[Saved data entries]
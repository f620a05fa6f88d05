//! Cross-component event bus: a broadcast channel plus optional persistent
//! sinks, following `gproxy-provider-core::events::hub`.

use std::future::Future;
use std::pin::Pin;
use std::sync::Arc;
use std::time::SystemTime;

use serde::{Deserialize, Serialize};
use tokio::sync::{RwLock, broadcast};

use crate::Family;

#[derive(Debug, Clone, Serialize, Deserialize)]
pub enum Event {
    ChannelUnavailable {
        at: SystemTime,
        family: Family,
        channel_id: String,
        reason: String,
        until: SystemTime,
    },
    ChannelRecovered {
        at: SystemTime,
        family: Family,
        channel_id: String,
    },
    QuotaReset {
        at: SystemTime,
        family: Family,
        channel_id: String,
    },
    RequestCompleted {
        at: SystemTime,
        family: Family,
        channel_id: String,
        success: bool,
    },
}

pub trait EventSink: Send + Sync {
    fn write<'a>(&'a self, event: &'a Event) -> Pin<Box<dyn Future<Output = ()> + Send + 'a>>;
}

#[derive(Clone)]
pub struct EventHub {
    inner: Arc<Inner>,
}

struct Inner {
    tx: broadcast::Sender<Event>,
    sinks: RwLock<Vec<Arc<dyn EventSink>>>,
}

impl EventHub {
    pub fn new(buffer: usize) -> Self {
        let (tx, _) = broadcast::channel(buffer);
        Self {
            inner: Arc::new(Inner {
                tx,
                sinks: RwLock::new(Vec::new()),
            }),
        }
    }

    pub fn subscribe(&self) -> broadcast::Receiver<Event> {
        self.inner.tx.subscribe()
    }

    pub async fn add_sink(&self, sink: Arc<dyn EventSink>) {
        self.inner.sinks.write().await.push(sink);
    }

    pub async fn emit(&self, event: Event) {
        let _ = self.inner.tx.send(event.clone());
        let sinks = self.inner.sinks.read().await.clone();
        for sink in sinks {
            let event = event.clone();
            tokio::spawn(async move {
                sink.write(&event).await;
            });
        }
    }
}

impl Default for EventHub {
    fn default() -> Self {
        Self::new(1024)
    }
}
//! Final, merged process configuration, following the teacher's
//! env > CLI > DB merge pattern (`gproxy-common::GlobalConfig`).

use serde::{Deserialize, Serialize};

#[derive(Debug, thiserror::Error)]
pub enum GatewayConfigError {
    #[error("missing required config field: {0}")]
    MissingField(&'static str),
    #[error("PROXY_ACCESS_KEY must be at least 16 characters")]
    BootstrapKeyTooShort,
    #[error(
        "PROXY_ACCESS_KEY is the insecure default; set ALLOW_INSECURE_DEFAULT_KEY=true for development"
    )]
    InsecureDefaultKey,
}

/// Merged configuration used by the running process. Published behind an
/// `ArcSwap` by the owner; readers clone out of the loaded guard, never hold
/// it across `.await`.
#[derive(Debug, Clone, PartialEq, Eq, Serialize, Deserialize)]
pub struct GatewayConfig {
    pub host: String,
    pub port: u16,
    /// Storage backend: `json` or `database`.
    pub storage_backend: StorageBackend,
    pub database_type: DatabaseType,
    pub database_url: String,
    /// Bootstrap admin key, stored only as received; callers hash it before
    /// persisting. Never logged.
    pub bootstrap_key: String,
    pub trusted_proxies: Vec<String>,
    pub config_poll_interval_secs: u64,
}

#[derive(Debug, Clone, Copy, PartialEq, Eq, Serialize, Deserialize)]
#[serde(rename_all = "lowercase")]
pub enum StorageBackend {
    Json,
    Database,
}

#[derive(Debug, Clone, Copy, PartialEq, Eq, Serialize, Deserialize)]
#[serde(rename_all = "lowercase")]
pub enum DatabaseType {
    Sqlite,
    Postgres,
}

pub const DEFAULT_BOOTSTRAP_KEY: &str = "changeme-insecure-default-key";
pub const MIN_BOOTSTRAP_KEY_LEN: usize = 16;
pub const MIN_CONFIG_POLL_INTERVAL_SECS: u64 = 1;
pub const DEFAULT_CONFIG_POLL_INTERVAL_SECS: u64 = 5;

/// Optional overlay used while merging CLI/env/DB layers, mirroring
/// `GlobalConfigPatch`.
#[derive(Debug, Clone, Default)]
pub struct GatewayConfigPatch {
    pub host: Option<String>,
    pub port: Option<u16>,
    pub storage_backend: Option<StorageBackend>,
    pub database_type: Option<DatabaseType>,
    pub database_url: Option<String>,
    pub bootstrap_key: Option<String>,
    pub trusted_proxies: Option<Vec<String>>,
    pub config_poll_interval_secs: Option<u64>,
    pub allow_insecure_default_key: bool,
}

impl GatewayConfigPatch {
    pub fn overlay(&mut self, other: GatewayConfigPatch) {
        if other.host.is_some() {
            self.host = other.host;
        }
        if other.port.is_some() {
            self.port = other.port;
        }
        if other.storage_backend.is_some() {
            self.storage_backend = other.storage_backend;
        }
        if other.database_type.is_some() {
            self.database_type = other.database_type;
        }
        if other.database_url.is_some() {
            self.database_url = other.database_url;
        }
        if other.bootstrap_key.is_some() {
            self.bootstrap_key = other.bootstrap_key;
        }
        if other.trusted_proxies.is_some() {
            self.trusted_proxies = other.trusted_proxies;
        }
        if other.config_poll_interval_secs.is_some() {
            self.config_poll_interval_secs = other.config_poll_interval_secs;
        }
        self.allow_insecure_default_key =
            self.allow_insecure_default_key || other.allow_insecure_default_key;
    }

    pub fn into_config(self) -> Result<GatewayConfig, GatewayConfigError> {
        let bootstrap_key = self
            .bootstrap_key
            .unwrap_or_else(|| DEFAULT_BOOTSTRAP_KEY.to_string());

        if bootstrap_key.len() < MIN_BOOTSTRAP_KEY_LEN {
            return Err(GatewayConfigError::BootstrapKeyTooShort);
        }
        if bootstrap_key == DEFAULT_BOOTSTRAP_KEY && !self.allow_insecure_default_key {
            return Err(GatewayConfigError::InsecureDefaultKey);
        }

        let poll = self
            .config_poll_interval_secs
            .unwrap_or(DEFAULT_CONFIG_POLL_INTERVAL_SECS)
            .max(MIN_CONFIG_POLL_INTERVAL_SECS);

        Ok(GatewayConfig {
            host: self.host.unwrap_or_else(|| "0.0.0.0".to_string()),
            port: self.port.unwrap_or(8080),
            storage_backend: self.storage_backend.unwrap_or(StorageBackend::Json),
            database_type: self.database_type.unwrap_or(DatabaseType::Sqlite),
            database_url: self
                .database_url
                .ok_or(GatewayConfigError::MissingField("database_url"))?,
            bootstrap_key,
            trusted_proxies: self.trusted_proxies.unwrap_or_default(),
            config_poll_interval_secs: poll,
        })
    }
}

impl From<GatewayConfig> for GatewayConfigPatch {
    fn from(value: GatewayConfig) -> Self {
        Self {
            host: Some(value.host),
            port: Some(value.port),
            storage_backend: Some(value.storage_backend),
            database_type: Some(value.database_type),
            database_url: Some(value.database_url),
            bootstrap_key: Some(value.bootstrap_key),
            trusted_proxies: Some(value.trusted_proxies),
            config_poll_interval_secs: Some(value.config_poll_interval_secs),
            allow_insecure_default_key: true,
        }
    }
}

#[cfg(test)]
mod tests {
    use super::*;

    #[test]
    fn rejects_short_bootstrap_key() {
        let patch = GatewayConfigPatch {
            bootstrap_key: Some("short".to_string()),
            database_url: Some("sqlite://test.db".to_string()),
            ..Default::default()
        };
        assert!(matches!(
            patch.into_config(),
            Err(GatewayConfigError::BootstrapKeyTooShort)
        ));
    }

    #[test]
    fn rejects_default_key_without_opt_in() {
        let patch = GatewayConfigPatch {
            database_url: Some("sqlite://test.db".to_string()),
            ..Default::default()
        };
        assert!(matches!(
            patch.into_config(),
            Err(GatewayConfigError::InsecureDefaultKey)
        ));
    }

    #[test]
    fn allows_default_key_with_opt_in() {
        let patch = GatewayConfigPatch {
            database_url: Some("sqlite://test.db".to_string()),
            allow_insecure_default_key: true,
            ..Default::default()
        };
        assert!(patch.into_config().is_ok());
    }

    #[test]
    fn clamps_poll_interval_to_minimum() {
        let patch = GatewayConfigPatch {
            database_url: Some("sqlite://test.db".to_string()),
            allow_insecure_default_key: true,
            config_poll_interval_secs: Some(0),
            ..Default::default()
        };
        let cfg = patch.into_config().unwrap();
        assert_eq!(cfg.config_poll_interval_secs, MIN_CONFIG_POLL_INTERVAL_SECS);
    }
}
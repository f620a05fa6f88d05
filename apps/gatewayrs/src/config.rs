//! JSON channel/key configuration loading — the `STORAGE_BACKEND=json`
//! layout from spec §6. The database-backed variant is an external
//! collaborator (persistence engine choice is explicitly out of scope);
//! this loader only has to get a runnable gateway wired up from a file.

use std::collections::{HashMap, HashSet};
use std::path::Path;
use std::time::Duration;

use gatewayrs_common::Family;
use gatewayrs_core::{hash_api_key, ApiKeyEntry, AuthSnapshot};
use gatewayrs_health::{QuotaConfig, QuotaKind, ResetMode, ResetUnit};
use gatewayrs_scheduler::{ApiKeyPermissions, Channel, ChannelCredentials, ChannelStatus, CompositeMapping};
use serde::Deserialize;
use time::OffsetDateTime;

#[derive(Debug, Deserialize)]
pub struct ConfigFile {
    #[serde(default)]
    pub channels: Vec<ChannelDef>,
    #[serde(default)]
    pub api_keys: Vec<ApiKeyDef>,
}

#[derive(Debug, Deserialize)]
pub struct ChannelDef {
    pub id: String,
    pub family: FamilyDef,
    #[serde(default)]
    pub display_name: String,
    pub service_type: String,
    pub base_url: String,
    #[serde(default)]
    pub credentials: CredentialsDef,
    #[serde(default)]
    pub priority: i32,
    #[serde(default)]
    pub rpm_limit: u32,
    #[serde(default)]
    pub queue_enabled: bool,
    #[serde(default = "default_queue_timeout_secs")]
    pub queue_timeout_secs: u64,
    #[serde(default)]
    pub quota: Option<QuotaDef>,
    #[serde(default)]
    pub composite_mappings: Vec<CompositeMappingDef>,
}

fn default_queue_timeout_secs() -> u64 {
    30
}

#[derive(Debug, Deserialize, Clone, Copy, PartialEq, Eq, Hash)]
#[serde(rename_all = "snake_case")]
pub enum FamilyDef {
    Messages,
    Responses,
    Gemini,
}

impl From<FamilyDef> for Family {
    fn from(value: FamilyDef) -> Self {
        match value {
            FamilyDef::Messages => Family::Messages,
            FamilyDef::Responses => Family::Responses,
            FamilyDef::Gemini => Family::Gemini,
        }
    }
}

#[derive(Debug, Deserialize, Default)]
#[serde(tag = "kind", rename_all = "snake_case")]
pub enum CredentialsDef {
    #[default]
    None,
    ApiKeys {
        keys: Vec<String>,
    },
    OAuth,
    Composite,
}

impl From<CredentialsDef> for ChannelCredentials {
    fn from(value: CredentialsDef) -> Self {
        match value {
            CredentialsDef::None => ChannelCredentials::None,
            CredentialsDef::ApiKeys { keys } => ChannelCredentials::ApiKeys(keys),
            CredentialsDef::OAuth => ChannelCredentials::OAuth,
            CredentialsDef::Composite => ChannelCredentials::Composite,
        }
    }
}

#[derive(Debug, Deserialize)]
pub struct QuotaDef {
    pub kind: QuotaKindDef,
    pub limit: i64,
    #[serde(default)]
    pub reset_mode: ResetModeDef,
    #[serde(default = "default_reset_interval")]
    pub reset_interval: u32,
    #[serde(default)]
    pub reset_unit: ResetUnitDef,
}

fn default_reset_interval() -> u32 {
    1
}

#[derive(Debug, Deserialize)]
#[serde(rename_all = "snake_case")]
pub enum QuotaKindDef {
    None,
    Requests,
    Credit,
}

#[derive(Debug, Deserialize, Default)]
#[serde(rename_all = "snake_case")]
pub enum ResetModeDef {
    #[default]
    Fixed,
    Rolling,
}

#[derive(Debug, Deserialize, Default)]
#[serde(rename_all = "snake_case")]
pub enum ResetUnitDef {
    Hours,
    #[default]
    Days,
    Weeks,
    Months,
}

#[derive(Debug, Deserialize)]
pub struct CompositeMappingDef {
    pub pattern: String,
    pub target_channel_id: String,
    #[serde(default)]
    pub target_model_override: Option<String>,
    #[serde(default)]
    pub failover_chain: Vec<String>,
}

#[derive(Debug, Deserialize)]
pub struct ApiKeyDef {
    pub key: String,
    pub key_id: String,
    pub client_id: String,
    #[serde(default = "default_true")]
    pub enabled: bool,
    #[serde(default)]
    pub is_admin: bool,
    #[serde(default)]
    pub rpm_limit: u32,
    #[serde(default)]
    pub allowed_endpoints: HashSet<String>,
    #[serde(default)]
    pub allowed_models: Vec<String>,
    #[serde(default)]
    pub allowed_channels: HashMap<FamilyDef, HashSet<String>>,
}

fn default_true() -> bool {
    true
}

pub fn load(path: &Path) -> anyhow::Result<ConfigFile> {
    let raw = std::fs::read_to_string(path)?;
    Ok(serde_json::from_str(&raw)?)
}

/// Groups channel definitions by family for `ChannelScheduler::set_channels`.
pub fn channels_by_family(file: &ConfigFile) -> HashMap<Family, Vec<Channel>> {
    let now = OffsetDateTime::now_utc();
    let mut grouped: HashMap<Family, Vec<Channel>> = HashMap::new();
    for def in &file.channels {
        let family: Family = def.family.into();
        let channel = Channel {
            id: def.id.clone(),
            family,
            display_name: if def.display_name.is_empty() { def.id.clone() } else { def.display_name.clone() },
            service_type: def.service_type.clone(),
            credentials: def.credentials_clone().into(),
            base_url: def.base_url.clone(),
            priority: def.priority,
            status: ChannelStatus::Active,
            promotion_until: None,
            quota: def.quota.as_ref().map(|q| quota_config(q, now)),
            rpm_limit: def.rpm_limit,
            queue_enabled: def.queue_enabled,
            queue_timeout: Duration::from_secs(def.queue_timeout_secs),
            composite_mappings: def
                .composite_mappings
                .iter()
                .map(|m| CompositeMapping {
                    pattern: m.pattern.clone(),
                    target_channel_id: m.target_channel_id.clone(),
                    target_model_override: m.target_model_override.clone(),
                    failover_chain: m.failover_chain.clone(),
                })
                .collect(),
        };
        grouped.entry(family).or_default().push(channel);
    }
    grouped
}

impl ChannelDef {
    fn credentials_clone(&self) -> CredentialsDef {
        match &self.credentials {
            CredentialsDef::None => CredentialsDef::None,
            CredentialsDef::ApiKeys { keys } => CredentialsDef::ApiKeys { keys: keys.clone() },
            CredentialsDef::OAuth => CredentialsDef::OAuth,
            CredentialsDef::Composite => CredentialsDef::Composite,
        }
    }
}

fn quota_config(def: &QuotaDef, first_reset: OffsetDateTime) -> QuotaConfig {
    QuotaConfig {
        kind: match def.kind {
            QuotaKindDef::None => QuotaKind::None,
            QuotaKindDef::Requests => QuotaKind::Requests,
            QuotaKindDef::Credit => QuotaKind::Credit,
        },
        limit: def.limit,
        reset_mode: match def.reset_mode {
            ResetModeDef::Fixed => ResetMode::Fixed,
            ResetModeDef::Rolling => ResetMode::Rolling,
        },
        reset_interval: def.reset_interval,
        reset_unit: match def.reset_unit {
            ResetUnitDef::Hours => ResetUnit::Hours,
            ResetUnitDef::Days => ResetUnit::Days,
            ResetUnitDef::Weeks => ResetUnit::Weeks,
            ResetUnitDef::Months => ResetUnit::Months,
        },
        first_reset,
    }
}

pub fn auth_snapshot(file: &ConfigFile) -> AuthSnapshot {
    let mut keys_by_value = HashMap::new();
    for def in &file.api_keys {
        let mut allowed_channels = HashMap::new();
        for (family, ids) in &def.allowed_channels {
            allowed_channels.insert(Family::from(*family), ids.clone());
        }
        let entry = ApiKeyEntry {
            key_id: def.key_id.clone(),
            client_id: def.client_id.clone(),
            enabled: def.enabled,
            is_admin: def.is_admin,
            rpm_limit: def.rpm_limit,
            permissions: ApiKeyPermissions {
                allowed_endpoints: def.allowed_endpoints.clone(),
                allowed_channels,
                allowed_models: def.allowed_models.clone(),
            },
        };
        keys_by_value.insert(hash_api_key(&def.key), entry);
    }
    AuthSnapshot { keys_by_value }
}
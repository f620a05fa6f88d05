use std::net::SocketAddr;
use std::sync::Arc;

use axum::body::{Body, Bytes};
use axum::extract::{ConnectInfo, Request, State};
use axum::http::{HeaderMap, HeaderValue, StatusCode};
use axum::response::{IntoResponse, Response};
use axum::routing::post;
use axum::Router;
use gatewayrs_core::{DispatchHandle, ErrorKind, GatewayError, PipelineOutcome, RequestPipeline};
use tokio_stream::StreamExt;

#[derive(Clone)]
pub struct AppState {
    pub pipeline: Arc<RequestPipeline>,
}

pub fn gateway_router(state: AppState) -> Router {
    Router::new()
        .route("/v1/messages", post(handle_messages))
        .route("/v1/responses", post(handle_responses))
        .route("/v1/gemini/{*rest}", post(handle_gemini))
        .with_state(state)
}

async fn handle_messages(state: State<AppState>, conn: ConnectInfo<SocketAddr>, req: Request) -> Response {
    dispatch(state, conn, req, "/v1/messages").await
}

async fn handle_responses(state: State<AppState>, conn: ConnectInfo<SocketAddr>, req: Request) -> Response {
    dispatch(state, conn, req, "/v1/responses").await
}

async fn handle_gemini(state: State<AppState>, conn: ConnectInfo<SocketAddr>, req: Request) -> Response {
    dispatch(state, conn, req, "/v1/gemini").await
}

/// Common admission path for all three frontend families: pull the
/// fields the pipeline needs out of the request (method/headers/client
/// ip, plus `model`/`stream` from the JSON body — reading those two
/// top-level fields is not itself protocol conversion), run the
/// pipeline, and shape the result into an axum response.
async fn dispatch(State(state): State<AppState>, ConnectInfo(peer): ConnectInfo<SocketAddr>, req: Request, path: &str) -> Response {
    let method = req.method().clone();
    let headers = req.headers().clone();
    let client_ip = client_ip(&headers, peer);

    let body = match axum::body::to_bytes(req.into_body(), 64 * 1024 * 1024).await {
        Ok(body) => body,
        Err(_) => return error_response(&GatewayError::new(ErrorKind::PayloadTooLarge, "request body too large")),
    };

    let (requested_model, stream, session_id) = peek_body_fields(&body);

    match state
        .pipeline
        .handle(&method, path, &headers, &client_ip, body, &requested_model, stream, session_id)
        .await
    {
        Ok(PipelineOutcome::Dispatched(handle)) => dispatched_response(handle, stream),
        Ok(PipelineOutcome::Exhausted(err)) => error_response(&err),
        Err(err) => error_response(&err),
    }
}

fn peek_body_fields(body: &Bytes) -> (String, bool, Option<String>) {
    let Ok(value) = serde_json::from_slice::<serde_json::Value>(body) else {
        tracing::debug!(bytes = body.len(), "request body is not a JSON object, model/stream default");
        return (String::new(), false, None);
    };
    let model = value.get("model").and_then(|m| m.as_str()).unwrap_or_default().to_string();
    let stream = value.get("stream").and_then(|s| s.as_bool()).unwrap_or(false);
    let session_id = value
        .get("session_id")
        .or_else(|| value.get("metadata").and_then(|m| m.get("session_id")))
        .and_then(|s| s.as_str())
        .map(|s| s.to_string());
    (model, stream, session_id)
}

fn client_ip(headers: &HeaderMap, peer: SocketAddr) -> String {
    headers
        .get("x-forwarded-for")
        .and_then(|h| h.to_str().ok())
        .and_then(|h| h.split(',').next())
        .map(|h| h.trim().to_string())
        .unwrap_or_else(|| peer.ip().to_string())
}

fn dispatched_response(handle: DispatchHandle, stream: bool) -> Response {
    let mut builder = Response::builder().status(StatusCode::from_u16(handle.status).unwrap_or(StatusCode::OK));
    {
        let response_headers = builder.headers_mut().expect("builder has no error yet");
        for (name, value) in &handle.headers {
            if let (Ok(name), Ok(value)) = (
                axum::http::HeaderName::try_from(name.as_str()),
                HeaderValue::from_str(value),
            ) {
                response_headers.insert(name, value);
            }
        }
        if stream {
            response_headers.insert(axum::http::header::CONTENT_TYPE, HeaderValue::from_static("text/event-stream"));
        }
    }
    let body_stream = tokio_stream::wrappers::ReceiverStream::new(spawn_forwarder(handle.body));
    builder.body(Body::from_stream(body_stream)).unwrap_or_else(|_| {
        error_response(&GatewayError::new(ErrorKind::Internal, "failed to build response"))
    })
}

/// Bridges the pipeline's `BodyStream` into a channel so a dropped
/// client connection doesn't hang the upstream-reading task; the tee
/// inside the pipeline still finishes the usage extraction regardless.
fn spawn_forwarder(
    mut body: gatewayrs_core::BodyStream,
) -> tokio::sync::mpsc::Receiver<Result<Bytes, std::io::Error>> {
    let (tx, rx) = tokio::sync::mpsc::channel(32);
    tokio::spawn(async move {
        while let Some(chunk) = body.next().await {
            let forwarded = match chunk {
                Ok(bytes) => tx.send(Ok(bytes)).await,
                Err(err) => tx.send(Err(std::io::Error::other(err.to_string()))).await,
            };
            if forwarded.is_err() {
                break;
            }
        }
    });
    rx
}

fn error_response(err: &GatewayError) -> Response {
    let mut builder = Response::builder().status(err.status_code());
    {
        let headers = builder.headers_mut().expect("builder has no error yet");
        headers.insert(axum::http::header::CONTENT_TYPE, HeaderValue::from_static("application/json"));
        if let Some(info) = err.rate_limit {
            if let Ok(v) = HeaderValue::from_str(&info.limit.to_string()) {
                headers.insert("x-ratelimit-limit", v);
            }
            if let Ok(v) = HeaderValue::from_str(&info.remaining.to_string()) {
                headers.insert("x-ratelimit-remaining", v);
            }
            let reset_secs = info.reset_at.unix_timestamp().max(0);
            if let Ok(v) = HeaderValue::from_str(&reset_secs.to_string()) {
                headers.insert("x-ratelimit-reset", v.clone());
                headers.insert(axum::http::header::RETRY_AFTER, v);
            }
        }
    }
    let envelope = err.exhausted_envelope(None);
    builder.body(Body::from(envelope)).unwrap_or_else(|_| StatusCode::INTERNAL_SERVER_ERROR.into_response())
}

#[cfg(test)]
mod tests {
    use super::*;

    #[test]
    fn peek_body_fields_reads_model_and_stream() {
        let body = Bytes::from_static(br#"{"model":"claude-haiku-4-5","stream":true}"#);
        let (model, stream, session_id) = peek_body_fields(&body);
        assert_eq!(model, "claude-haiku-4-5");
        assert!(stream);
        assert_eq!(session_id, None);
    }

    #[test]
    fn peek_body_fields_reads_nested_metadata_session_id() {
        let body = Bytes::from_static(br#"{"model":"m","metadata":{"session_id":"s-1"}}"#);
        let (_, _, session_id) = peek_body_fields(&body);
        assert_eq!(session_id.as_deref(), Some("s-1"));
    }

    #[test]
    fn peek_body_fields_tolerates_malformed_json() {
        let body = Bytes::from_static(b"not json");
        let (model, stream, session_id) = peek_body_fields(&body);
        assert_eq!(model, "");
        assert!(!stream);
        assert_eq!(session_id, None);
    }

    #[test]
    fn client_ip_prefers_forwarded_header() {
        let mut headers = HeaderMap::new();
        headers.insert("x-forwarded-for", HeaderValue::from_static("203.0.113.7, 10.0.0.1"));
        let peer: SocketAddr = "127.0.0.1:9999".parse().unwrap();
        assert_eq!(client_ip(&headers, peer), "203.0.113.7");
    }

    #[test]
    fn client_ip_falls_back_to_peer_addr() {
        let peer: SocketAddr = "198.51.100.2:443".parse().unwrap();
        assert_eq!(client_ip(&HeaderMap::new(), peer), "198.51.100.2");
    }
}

◆ ACTIVITY
Your answer should be the number of lines in the records that contain the word "move", with nothing added.

◆ RESULT FOR THIS TASK
2